(Task to carry out) What lines in the records include the string "rename"? Return each one.

Collected data entries:

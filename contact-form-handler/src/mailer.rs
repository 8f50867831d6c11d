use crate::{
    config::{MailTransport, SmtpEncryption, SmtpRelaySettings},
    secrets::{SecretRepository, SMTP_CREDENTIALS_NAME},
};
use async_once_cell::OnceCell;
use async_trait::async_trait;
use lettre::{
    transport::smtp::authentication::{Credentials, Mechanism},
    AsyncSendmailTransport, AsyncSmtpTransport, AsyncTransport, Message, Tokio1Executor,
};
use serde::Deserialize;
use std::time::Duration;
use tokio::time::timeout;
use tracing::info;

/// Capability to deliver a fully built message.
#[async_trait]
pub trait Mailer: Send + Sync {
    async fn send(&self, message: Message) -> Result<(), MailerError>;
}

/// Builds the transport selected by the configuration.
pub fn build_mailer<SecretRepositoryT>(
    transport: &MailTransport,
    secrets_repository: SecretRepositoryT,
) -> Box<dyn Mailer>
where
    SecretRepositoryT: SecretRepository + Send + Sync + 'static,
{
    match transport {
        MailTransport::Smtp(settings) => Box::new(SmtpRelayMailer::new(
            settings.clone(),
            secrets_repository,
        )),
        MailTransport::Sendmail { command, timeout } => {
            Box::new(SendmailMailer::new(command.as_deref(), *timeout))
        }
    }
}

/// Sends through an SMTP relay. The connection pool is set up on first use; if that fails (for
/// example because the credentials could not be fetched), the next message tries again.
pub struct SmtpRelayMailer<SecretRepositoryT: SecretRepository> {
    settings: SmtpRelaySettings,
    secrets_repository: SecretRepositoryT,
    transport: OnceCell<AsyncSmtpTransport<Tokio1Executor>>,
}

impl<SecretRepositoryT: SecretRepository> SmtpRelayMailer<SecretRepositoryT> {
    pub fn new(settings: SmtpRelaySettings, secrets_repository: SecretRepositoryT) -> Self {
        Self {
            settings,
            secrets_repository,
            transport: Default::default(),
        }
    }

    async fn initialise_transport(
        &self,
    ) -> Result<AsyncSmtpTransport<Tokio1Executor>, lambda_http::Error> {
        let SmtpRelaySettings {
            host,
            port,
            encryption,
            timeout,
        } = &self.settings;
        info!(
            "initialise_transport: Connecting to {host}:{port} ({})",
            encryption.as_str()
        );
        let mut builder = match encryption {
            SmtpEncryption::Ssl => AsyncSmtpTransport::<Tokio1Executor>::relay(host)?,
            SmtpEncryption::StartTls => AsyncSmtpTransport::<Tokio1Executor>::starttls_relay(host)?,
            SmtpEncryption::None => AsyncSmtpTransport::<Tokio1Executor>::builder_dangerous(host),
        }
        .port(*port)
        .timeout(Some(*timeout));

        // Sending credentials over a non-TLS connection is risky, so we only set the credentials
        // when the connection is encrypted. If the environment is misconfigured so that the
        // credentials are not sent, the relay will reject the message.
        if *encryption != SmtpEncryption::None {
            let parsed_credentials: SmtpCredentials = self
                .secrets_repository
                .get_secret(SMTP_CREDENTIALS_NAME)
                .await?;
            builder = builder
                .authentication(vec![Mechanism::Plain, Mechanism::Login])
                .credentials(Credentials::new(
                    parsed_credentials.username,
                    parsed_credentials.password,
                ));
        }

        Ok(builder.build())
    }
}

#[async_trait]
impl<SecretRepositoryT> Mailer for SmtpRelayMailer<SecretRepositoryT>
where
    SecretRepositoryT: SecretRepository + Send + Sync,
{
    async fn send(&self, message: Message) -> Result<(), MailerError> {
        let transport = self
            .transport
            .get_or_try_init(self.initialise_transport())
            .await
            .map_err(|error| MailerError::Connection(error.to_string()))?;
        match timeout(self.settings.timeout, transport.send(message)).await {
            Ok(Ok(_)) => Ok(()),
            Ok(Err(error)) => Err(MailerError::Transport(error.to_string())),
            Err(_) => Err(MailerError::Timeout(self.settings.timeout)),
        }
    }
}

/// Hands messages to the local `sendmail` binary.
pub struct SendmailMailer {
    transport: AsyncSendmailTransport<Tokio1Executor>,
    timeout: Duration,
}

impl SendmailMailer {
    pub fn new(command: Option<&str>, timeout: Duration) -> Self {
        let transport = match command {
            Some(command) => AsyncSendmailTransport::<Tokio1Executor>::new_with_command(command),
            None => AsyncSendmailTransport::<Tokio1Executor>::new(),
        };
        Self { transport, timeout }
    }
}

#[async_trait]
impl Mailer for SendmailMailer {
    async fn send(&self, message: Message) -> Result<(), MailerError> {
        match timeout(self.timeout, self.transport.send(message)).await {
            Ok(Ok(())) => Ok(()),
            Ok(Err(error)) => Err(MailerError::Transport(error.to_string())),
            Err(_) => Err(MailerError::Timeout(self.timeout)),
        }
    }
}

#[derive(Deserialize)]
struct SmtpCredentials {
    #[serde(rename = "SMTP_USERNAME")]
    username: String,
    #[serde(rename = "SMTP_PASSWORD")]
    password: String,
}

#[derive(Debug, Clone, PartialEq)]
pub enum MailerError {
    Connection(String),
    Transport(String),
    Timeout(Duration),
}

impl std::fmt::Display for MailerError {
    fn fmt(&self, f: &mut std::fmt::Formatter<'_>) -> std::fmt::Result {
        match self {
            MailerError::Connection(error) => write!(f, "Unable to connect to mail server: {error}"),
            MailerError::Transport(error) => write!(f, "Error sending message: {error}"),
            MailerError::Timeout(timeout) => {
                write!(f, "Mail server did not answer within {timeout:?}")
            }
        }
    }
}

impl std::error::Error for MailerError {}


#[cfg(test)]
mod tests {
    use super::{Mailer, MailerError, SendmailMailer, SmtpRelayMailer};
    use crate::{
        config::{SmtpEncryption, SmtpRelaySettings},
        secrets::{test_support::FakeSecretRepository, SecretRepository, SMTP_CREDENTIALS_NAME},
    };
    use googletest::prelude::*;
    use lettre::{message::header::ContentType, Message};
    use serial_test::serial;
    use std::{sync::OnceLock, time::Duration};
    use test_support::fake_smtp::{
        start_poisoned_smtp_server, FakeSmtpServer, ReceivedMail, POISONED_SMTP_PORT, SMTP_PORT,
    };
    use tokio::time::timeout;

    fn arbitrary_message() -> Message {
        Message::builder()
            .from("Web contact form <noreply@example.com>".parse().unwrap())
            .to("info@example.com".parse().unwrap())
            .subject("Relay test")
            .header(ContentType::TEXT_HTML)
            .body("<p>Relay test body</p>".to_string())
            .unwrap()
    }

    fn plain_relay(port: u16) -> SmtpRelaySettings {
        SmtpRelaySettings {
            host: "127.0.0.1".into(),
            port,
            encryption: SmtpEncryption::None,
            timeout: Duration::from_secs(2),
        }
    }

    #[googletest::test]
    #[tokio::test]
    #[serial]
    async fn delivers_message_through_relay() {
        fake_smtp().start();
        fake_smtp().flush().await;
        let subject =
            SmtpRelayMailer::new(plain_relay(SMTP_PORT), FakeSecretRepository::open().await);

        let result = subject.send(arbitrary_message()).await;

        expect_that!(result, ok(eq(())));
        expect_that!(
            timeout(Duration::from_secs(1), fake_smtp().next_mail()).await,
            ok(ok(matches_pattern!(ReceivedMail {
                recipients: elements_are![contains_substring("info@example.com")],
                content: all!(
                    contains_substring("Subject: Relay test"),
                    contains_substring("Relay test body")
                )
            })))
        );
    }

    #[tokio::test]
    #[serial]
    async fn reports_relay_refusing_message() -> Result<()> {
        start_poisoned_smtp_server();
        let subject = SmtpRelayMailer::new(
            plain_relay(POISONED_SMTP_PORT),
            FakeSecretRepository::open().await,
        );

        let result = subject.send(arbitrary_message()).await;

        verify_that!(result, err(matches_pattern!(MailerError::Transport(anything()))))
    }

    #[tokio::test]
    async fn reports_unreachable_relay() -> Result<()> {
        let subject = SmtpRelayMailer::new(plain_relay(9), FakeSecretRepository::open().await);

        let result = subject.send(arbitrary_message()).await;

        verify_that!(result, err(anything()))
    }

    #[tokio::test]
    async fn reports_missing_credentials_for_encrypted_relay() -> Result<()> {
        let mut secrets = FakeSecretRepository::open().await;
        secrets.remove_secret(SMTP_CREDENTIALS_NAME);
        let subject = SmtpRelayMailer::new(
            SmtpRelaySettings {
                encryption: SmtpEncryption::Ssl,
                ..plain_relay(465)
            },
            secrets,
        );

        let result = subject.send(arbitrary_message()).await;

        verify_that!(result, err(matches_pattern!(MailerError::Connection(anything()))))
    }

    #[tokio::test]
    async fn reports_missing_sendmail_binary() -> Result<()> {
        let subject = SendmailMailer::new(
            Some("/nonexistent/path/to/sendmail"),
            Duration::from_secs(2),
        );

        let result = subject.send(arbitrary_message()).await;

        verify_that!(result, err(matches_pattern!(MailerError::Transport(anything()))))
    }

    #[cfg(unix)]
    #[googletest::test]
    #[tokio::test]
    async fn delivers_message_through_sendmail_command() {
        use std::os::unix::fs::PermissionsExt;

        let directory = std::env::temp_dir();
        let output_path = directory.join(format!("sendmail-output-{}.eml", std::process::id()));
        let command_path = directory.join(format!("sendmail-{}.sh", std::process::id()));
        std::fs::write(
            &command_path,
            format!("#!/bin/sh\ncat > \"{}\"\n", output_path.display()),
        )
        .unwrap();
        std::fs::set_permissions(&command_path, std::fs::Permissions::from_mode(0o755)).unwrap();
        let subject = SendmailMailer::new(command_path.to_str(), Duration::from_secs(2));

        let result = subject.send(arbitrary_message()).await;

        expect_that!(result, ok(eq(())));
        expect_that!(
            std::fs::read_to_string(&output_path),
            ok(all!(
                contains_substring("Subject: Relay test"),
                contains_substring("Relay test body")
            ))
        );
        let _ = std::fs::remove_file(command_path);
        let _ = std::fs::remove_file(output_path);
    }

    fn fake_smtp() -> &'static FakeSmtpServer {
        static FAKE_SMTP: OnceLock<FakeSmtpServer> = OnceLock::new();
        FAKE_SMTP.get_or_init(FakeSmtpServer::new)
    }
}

(Written solution)
    #[serde(rename = "SMTP_USERNAME")]
    #[serde(rename = "SMTP_PASSWORD")]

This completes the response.